Уже тогда я (удивлялся Лукаш) - не раз перечитавший два русских тома Чехова пятнадцатилетний мальчик, счастливый зритель двух варшавских спектаклей - осознал величие и своеобразие чеховского театра. Театр - это либо особый, живущий по своим законам мир, нечто вроде замкнутого космоса человеческой драмы, либо изолированный эпизод, вспыхивающая и быстро гаснущая искра. Действительно, кажется невероятным, что мне так рано, на пороге юношеского созревания, удалось ухватить главное. Может, это было сродни виртуозной игре вундеркиндов на фортепиано или скрипке? Только у них дар божий исчезает обычно так же быстро, как и появляется. А я уже тогда знал, что судьба указала мне дорогу, с которой я не сверну никогда.
Теперь, через столько лет, он пытался установить, что же именно молодой Лукаш смог понять сразу, а до чего ему удалось дойти, лишь повзрослев. Поразмышлять над этим он почему-то решил под музыку. Он включил давно молчавший проигрыватель, и кабинет на втором этаже наполнился звуками его любимых произведений. Лукаш был настолько ими поглощен и вдобавок настолько занят размышлениями о театре Чехова, что, когда в положенный час на пороге появилась Мэри, он рукой дал ей знак, чтобы она его не беспокоила.
Он слушал концерт Рахманинова со Святославом Рихтером, слушал Моцарта и Шуберта, слушал "Гольдберговские вариации" в исполнении Гульда и, наконец, "Сон в летнюю ночь" Феликса Мендельсона.
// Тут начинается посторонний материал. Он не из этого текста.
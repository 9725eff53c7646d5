use std::collections::BTreeSet;

use mw_core::{chord_distance_km, MwError, NodeId, Site};
use mw_graph::{EdgeKey, HopGraph, HopLink, UndirectedView};

use crate::dijkstra::{hop_distance, shortest_path, WeightedPath};
use crate::flags::AnalysisOpts;
use crate::yen::SimplePaths;

/// A tower within fiber reach of a site.
#[derive(Debug, Clone, Copy, PartialEq)]
pub struct ProximityTower {
    /// Tower id in the snapshot graph.
    pub id: NodeId,
    /// Straight-line access distance from the site, in km.
    pub access_km: f64,
}

/// Full result of one end-to-end latency analysis.
#[derive(Debug, Clone, PartialEq)]
pub struct LatencyReport {
    /// Tower chosen near site 0.
    pub tower0: NodeId,
    /// Tower chosen near site 1.
    pub tower1: NodeId,
    /// Direct site-to-site chord distance, km.
    pub geo_dist_dc: f64,
    /// Shortest backbone path length between the chosen towers, km.
    pub path_length: f64,
    /// Sum of the two access distances, km.
    pub dist_fiber: f64,
    /// Backbone path length over the direct tower-to-tower chord.
    pub stretch: f64,
    /// Latency-weighted aggregate stretch for the chosen pair.
    pub stretch_aggr: f64,
    /// Count of leading low-stretch simple paths.
    pub simple_path_counter: usize,
    /// Unweighted hop count between the chosen towers.
    pub hop_count: usize,
    /// Lower median of the chosen path's per-hop lengths, km.
    pub median_link_len: f64,
    /// Lower median of the chosen path's numeric per-hop frequencies.
    pub median_freq: Option<f64>,
    /// Fraction of path edges whose removal leaves a low-stretch alternate.
    pub path_diversity: f64,
    /// Node sequence of the chosen shortest path.
    pub path: Vec<NodeId>,
    /// Per-hop lengths of the chosen path, km, in path order.
    pub link_lengths: Vec<f64>,
    /// Numeric per-hop frequencies of the chosen path, in path order.
    pub link_freqs: Vec<f64>,
    /// Per-hop lengths across the accepted low-stretch paths' edge set.
    pub redundant_link_lengths: Vec<f64>,
    /// Numeric frequencies across the accepted low-stretch paths' edge set.
    pub redundant_link_freqs: Vec<f64>,
}

/// Runs the path analysis engine for one snapshot graph and two sites.
///
/// Returns `Ok(None)` when the measurement is impossible: no tower within
/// reach of a site, or no backbone path between any candidate pair. Absence
/// is "unmeasurable", not an error.
pub fn analyze(
    graph: &HopGraph,
    site0: &Site,
    site1: &Site,
    opts: &AnalysisOpts,
) -> Result<Option<LatencyReport>, MwError> {
    let view = UndirectedView::from_graph(graph);
    let near0 = proximity_towers(graph, site0, opts);
    let near1 = proximity_towers(graph, site1, opts);
    if near0.is_empty() || near1.is_empty() {
        return Ok(None);
    }
    let geo_dist_dc = chord_distance_km(&site0.point, &site1.point);

    // Best-connected pair: minimize aggregate stretch over all reachable
    // pairs; the first minimum found wins. Proximity lists are in ascending
    // node id order, so the scan order is reproducible.
    let mut best: Option<(ProximityTower, ProximityTower, WeightedPath, f64)> = None;
    for t0 in &near0 {
        for t1 in &near1 {
            if t0.id == t1.id {
                continue;
            }
            let Some(path) = shortest_path(&view, t0.id, t1.id) else {
                continue;
            };
            let dist_fiber = t0.access_km + t1.access_km;
            let aggr = opts.stretch_aggr(dist_fiber, path.length_km, geo_dist_dc);
            if best.as_ref().map_or(true, |(_, _, _, current)| aggr < *current) {
                best = Some((*t0, *t1, path, aggr));
            }
        }
    }
    let Some((t0, t1, path, stretch_aggr)) = best else {
        return Ok(None);
    };

    let dist_fiber = t0.access_km + t1.access_km;
    let pair_chord = chord_distance_km(
        &graph.tower(t0.id)?.point,
        &graph.tower(t1.id)?.point,
    );
    let stretch = path.length_km / pair_chord;
    let hop_count = hop_distance(&view, t0.id, t1.id).unwrap_or(path.edge_count());

    let (link_lengths, link_freqs) = path_link_data(&view, path.edges());
    let median_link_len = lower_median(link_lengths.clone()).unwrap_or(0.0);
    let median_freq = lower_median(link_freqs.clone());

    let (simple_path_counter, redundant_edges) =
        count_low_stretch_paths(&view, t0.id, t1.id, dist_fiber, geo_dist_dc, opts);
    let (redundant_link_lengths, redundant_link_freqs) =
        path_link_data(&view, redundant_edges.iter().map(|key| key.endpoints()));

    let path_diversity =
        edge_removal_diversity(&view, &path, t0.id, t1.id, dist_fiber, geo_dist_dc, opts);

    Ok(Some(LatencyReport {
        tower0: t0.id,
        tower1: t1.id,
        geo_dist_dc,
        path_length: path.length_km,
        dist_fiber,
        stretch,
        stretch_aggr,
        simple_path_counter,
        hop_count,
        median_link_len,
        median_freq,
        path_diversity,
        path: path.nodes.clone(),
        link_lengths,
        link_freqs,
        redundant_link_lengths,
        redundant_link_freqs,
    }))
}

/// Collects every tower within the proximity radius of a site, in ascending
/// node id order.
pub fn proximity_towers(graph: &HopGraph, site: &Site, opts: &AnalysisOpts) -> Vec<ProximityTower> {
    let mut towers = Vec::new();
    for tower in graph.towers() {
        let access_km = chord_distance_km(&site.point, &tower.point);
        if access_km < opts.radius_km {
            towers.push(ProximityTower {
                id: tower.id,
                access_km,
            });
        }
    }
    towers
}

/// Counts leading simple paths whose aggregate stretch stays under the
/// threshold, returning the accepted paths' undirected edge set.
///
/// Paths arrive in non-decreasing length order, so enumeration stops at the
/// first failing path rather than filtering the full set.
fn count_low_stretch_paths(
    view: &UndirectedView,
    source: NodeId,
    target: NodeId,
    dist_fiber: f64,
    geo_dist_dc: f64,
    opts: &AnalysisOpts,
) -> (usize, BTreeSet<EdgeKey>) {
    let mut counter = 0;
    let mut edges = BTreeSet::new();
    for path in SimplePaths::new(view, source, target) {
        let aggr = opts.stretch_aggr(dist_fiber, path.length_km, geo_dist_dc);
        if aggr >= opts.stretch_threshold {
            break;
        }
        counter += 1;
        for (a, b) in path.edges() {
            edges.insert(EdgeKey::new(a, b));
        }
    }
    (counter, edges)
}

/// Single-edge-removal redundancy: the fraction of path edges whose removal
/// still leaves a low-stretch alternate route.
///
/// An edge whose removal disconnects the pair is simply not covered; that is
/// zero redundancy for the edge, not an error.
fn edge_removal_diversity(
    view: &UndirectedView,
    path: &WeightedPath,
    source: NodeId,
    target: NodeId,
    dist_fiber: f64,
    geo_dist_dc: f64,
    opts: &AnalysisOpts,
) -> f64 {
    let total = path.edge_count();
    if total == 0 {
        return 0.0;
    }
    let mut covered = 0;
    for (a, b) in path.edges() {
        let reduced = view.without_edge(a, b);
        let Some(alternate) = shortest_path(&reduced, source, target) else {
            continue;
        };
        let aggr = opts.stretch_aggr(dist_fiber, alternate.length_km, geo_dist_dc);
        if aggr < opts.stretch_threshold {
            covered += 1;
        }
    }
    covered as f64 / total as f64
}

fn path_link_data(
    view: &UndirectedView,
    edges: impl Iterator<Item = (NodeId, NodeId)>,
) -> (Vec<f64>, Vec<f64>) {
    let mut lengths = Vec::new();
    let mut freqs = Vec::new();
    for (a, b) in edges {
        let Some(link) = view.edge(a, b) else {
            continue;
        };
        lengths.push(link.length_km);
        freqs.extend(numeric_frequencies(link));
    }
    (lengths, freqs)
}

/// Interprets stored frequency entries numerically, stripping the quote
/// characters the upstream scraper leaves behind; non-numeric entries are
/// skipped.
fn numeric_frequencies(link: &HopLink) -> Vec<f64> {
    link.frequencies
        .iter()
        .filter_map(|entry| entry.replace(['\'', '"'], "").parse::<f64>().ok())
        .collect()
}

/// Lower median: the floor-index element of the ascending-sorted values.
fn lower_median(mut values: Vec<f64>) -> Option<f64> {
    if values.is_empty() {
        return None;
    }
    values.sort_by(|a, b| a.partial_cmp(b).unwrap_or(std::cmp::Ordering::Equal));
    values.get(values.len() / 2).copied()
}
Знатоком он не был, но музыку любил и гордился своим хорошим вкусом: ставя спектакли в театре "Чайка", он часто находил удачные музыкальные решения. Под впечатлением импровизированного концерта он снова - в который раз! - погрузился в стихию чеховского театра. Тихая музыкальность, исключительная простота, смутная тоска по уходящему времени, евангелический дух у далекого от религиозности писателя, "жизнь, как она представляется в мечтах", и в то же время изображаемая реалистично (с соблюдением чувства меры), но порой с болью и страданием, снисходительная улыбка, ирония по отношению к попыткам представить "мир через две тысячи лет", пренебрегая происходящим здесь и сейчас, невероятная легкость в изображении нюансов человеческих отношений, мудрость без всякого намека на мудрствование продолжать можно до бесконечности. Он вспомнил прочитанное где-то описание смерти доктора Чехова в Баденвейлере в 1904 году. "Tod?" - спросил он немецкого врача. Не получив ответа, сказал жене: "Умираю", а врачу:"Ich sterbe" - и попросил бокал шампанского. В этой сцене Лукаш видел сверхлаконичный конспект всей жизни писателя. "Жизнь прожить - не поле перейти", - написал в одном из стихотворений Пастернак. "Жизнь - это перейти медленно и осторожно, на цыпочках, через все те годы, что отвела нам судьба", - написал бы Чехов. Как мог Шестов называть его "убийцей человеческих надежд"? Лукаш всегда стремился ставить чеховские пьесы в тональности музыкальной фразы, приглушенной и вместе с тем драматичной. И все же кое-что у любимого автора его не устраивало. Имел ли он право своей режиссерской волей что-либо изменить? Имел - потому что любил его. Такой подход вначале стал предметом бурной полемики, но впоследствии был встречен аплодисментами публики и получил признание критики. Однако в своей безмолвной автобиографии ему не хотелось опережать события. Когда придет время, он расскажет и об этом.